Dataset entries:
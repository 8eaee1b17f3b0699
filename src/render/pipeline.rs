//! Content transformer
//!
//! ```text
//! display_custom_fields ──false──▶ content unchanged
//!        │ true
//!        ▼
//! taxonomies + metadata ─▶ dcf_sorter ─▶ dcf_data ──empty──▶ content unchanged
//!                                           │
//!                                           ▼
//!                      heading + rows ─▶ dcf_before_content ─▶ block + content
//!                                                              or content + block
//! ```

use std::collections::HashSet;
use std::fmt::Write as _;
use std::sync::Arc;

use super::collect::{MetadataCollector, TaxonomyCollector};
use super::heading::HeadingBuilder;
use crate::domain::{Dataset, LabelValueEntry, RenderContext, Sorter};
use crate::hooks::names::{BEFORE_CONTENT, DATA, DISPLAY_CUSTOM_FIELDS, SORTER};
use crate::hooks::{HookError, HookRegistry, HookValue};
use crate::storage::{Catalog, ConfigError, ContentStore, DisplayConfig, Placement, Translate};

/// Renders the information block and splices it into post content
pub struct Renderer {
    registry: Arc<HookRegistry>,
    store: Arc<dyn ContentStore>,
    translator: Arc<dyn Translate>,
    css_class: String,
    sorter: Sorter,
    placement: Placement,
}

impl Renderer {
    /// Creates a renderer; fails if the configured default sorter is unknown
    pub fn new(
        registry: Arc<HookRegistry>,
        store: Arc<dyn ContentStore>,
        config: &DisplayConfig,
    ) -> Result<Self, ConfigError> {
        Ok(Self {
            registry,
            store,
            translator: Arc::new(Catalog::passthrough()),
            css_class: config.css_class.clone(),
            sorter: config.sorter()?,
            placement: config.placement,
        })
    }

    pub fn with_translator(mut self, translator: Arc<dyn Translate>) -> Self {
        self.translator = translator;
        self
    }

    pub fn registry(&self) -> &HookRegistry {
        &self.registry
    }

    /// Runs the display veto
    pub fn should_display(&self, ctx: &RenderContext) -> Result<bool, HookError> {
        let display = self.registry.apply_filters(
            DISPLAY_CUSTOM_FIELDS,
            HookValue::Bool(true),
            &[HookValue::Context(ctx.clone())],
        )?;
        Ok(display.is_truthy())
    }

    /// Merges taxonomy rows and metadata rows; metadata wins on label
    /// collision
    pub fn collect(&self, ctx: &RenderContext) -> Result<Dataset, HookError> {
        let store = self.store.as_ref();
        let taxonomy = TaxonomyCollector::new(&self.registry, store).collect(ctx)?;
        let metadata = MetadataCollector::new(&self.registry, store).collect(ctx)?;

        let (dataset, overridden) = merge_rows(taxonomy, metadata);
        for label in overridden {
            tracing::debug!(label = %label, "metadata row overrides taxonomy row");
        }

        Ok(dataset)
    }

    /// Final rows for a post: `None` if vetoed, otherwise the sorted and
    /// filtered dataset with empty rows removed
    pub fn dataset(&self, ctx: &RenderContext) -> Result<Option<Dataset>, HookError> {
        if !self.should_display(ctx)? {
            tracing::debug!(post = %ctx.post_id, post_type = %ctx.post_type, "display vetoed");
            return Ok(None);
        }

        let context = [HookValue::Context(ctx.clone())];
        let mut dataset = self.collect(ctx)?;

        let sorter = self
            .registry
            .apply_filters(SORTER, HookValue::Sorter(self.sorter.clone()), &context)?
            .into_sorter(SORTER)?;
        tracing::debug!(sorter = sorter.name(), rows = dataset.len(), "sorting dataset");
        sorter.apply(&mut dataset);

        let mut dataset = self
            .registry
            .apply_filters(DATA, HookValue::Dataset(dataset), &context)?
            .into_dataset(DATA)?;
        dataset.retain_displayable();

        Ok(Some(dataset))
    }

    /// Renders the block for the post and places it around `content`
    ///
    /// Returns `content` unchanged when display is vetoed or nothing is left
    /// to show.
    pub fn render(&self, content: &str, ctx: &RenderContext) -> Result<String, HookError> {
        let dataset = match self.dataset(ctx)? {
            Some(dataset) if !dataset.is_empty() => dataset,
            Some(_) => {
                tracing::debug!(post = %ctx.post_id, "no rows to display");
                return Ok(content.to_string());
            }
            None => return Ok(content.to_string()),
        };

        let block = self.render_block(&dataset, ctx)?;

        let before = self
            .registry
            .apply_filters(
                BEFORE_CONTENT,
                HookValue::Bool(self.placement.is_before()),
                &[HookValue::Context(ctx.clone())],
            )?
            .is_truthy();

        Ok(if before {
            block + content
        } else {
            format!("{}{}", content, block)
        })
    }

    /// Builds the block markup: heading, one row per entry, clearing element
    pub fn render_block(&self, dataset: &Dataset, ctx: &RenderContext) -> Result<String, HookError> {
        let heading =
            HeadingBuilder::new(&self.registry, self.store.as_ref(), self.translator.as_ref())
                .build(ctx)?;

        Ok(block_markup(&self.css_class, &heading, dataset))
    }
}

/// Merges taxonomy rows then metadata rows, later labels winning
///
/// Also returns the taxonomy labels that metadata replaced, each once.
/// Metadata rows replacing other metadata rows are not reported.
fn merge_rows(
    taxonomy: Vec<LabelValueEntry>,
    metadata: Vec<LabelValueEntry>,
) -> (Dataset, Vec<String>) {
    let mut dataset = Dataset::new();
    dataset.extend_entries(taxonomy);

    let mut taxonomy_labels: HashSet<String> = dataset.labels().map(str::to_string).collect();
    let mut overridden = Vec::new();

    for entry in metadata {
        if taxonomy_labels.remove(&entry.label) {
            overridden.push(entry.label.clone());
        }
        dataset.insert(entry.label, entry.value);
    }

    (dataset, overridden)
}

/// Markup of the block; the shape is fixed, only the content varies
pub fn block_markup(css_class: &str, heading: &str, dataset: &Dataset) -> String {
    let mut output = format!("<div class=\"{}\">", css_class);
    output.push_str(heading);

    for (label, value) in dataset.iter() {
        let _ = write!(
            output,
            "\t<div class=\"{class}-row\">\n\
             \t\t<div class=\"{class}-label\">{label}:</div>\n\
             \t\t<div class=\"{class}-value\">{value}</div>\n\
             \t</div>\n",
            class = css_class,
            label = label,
            value = value,
        );
    }

    output.push_str("\t<div class=\"clearfix\">&nbsp;</div>\n");
    output.push_str("</div>\n");
    output
}

#[cfg(test)]
mod tests {
    use super::*;
    use crate::domain::PostId;
    use crate::storage::{PostRecord, Site, SiteStore};

    fn renderer_with(registry: HookRegistry, site: Site) -> Renderer {
        Renderer::new(
            Arc::new(registry),
            Arc::new(SiteStore::new(site)),
            &DisplayConfig::default(),
        )
        .unwrap()
    }

    fn site() -> Site {
        Site::default()
            .with_post_type("post", "Post")
            .with_post_type("page", "Page")
            .with_taxonomy("genre", "Genre", &["post"])
            .with_post(
                PostRecord::new(1, "post")
                    .with_term("genre", "Drama", "drama")
                    .with_meta("_hidden", "x")
                    .with_meta("release_year", "1999")
                    .with_meta("Genre", "Override"),
            )
    }

    fn defaults() -> HookRegistry {
        HookRegistry::with_defaults(&DisplayConfig::default())
    }

    #[test]
    fn block_shape() {
        let dataset: Dataset = vec![("Year", "1999")].into_iter().collect();
        let markup = block_markup("meta", "<h2>Post Information</h2>", &dataset);

        assert_eq!(
            markup,
            "<div class=\"meta\"><h2>Post Information</h2>\
             \t<div class=\"meta-row\">\n\
             \t\t<div class=\"meta-label\">Year:</div>\n\
             \t\t<div class=\"meta-value\">1999</div>\n\
             \t</div>\n\
             \t<div class=\"clearfix\">&nbsp;</div>\n\
             </div>\n"
        );
    }

    #[test]
    fn metadata_overrides_taxonomy_label() {
        let renderer = renderer_with(defaults(), site());
        let dataset = renderer
            .dataset(&RenderContext::new(PostId(1), "post"))
            .unwrap()
            .unwrap();

        assert_eq!(dataset.get("Genre"), Some("Override"));
        assert_eq!(dataset.labels().collect::<Vec<_>>(), vec!["Genre", "Release Year"]);
    }

    #[test]
    fn merge_reports_only_taxonomy_overrides() {
        let (dataset, overridden) = merge_rows(
            vec![
                LabelValueEntry::new("Genre", "Drama"),
                LabelValueEntry::new("Studio", "Ghibli"),
            ],
            vec![
                LabelValueEntry::new("Release Year", "1999"),
                LabelValueEntry::new("Release Year", "2001"),
                LabelValueEntry::new("Genre", "Noir"),
                LabelValueEntry::new("Genre", "Western"),
            ],
        );

        assert_eq!(overridden, vec!["Genre".to_string()]);
        assert_eq!(dataset.get("Genre"), Some("Western"));
        assert_eq!(dataset.get("Release Year"), Some("2001"));
        assert_eq!(
            dataset.labels().collect::<Vec<_>>(),
            vec!["Genre", "Studio", "Release Year"]
        );
    }

    #[test]
    fn sorter_can_be_swapped_by_name() {
        let mut registry = defaults();
        registry.add_filter(SORTER, "reverse", |_, _| Ok(HookValue::from("krsort")));
        let renderer = renderer_with(registry, site());

        let dataset = renderer
            .dataset(&RenderContext::new(PostId(1), "post"))
            .unwrap()
            .unwrap();
        assert_eq!(dataset.labels().collect::<Vec<_>>(), vec!["Release Year", "Genre"]);
    }

    #[test]
    fn data_filter_can_suppress_block() {
        let mut registry = defaults();
        registry.add_filter(DATA, "kill", |_, _| Ok(HookValue::Bool(false)));
        let renderer = renderer_with(registry, site());

        let out = renderer
            .render("<p>body</p>", &RenderContext::new(PostId(1), "post"))
            .unwrap();
        assert_eq!(out, "<p>body</p>");
    }

    #[test]
    fn data_filter_empty_rows_never_render() {
        let mut registry = defaults();
        registry.add_filter(DATA, "add-empty", |value, _| {
            let mut dataset = value.into_dataset(DATA)?;
            dataset.insert("Blank", "");
            dataset.insert("", "orphan");
            Ok(HookValue::Dataset(dataset))
        });
        let renderer = renderer_with(registry, site());

        let out = renderer.render("", &RenderContext::new(PostId(1), "post")).unwrap();
        assert!(!out.contains("Blank:"));
        assert!(!out.contains("orphan"));
    }

    #[test]
    fn pages_are_left_alone() {
        let renderer = renderer_with(defaults(), site());
        let out = renderer
            .render("<p>page</p>", &RenderContext::new(PostId(1), "page"))
            .unwrap();

        assert_eq!(out, "<p>page</p>");
    }

    #[test]
    fn placement_after() {
        let mut registry = defaults();
        registry.add_filter(BEFORE_CONTENT, "after", |_, _| Ok(HookValue::Bool(false)));
        let renderer = renderer_with(registry, site());

        let out = renderer
            .render("<p>body</p>", &RenderContext::new(PostId(1), "post"))
            .unwrap();
        assert!(out.starts_with("<p>body</p><div class=\"meta\">"));
        assert!(out.ends_with("</div>\n"));
    }

    #[test]
    fn configured_class_and_placement() {
        let config = DisplayConfig {
            css_class: "info".to_string(),
            placement: Placement::After,
            ..DisplayConfig::default()
        };
        let renderer = Renderer::new(
            Arc::new(HookRegistry::with_defaults(&config)),
            Arc::new(SiteStore::new(site())),
            &config,
        )
        .unwrap();

        let out = renderer.render("X", &RenderContext::new(PostId(1), "post")).unwrap();
        assert!(out.starts_with("X<div class=\"info\">"));
        assert!(out.contains("<div class=\"info-label\">Release Year:</div>"));
    }

    #[test]
    fn unexpected_sorter_value_is_an_error() {
        let mut registry = defaults();
        registry.add_filter(SORTER, "bogus", |_, _| Ok(HookValue::Bool(true)));
        let renderer = renderer_with(registry, site());

        let err = renderer
            .render("", &RenderContext::new(PostId(1), "post"))
            .unwrap_err();
        assert!(matches!(err, HookError::UnexpectedValue { .. }));
    }
}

## Exercise prompt:
Search the records for lines holding the word "HashSet", then copy each line you find.

## Answer to the exercise:
use std::collections::HashSet;
    let mut taxonomy_labels: HashSet<String> = dataset.labels().map(str::to_string).collect();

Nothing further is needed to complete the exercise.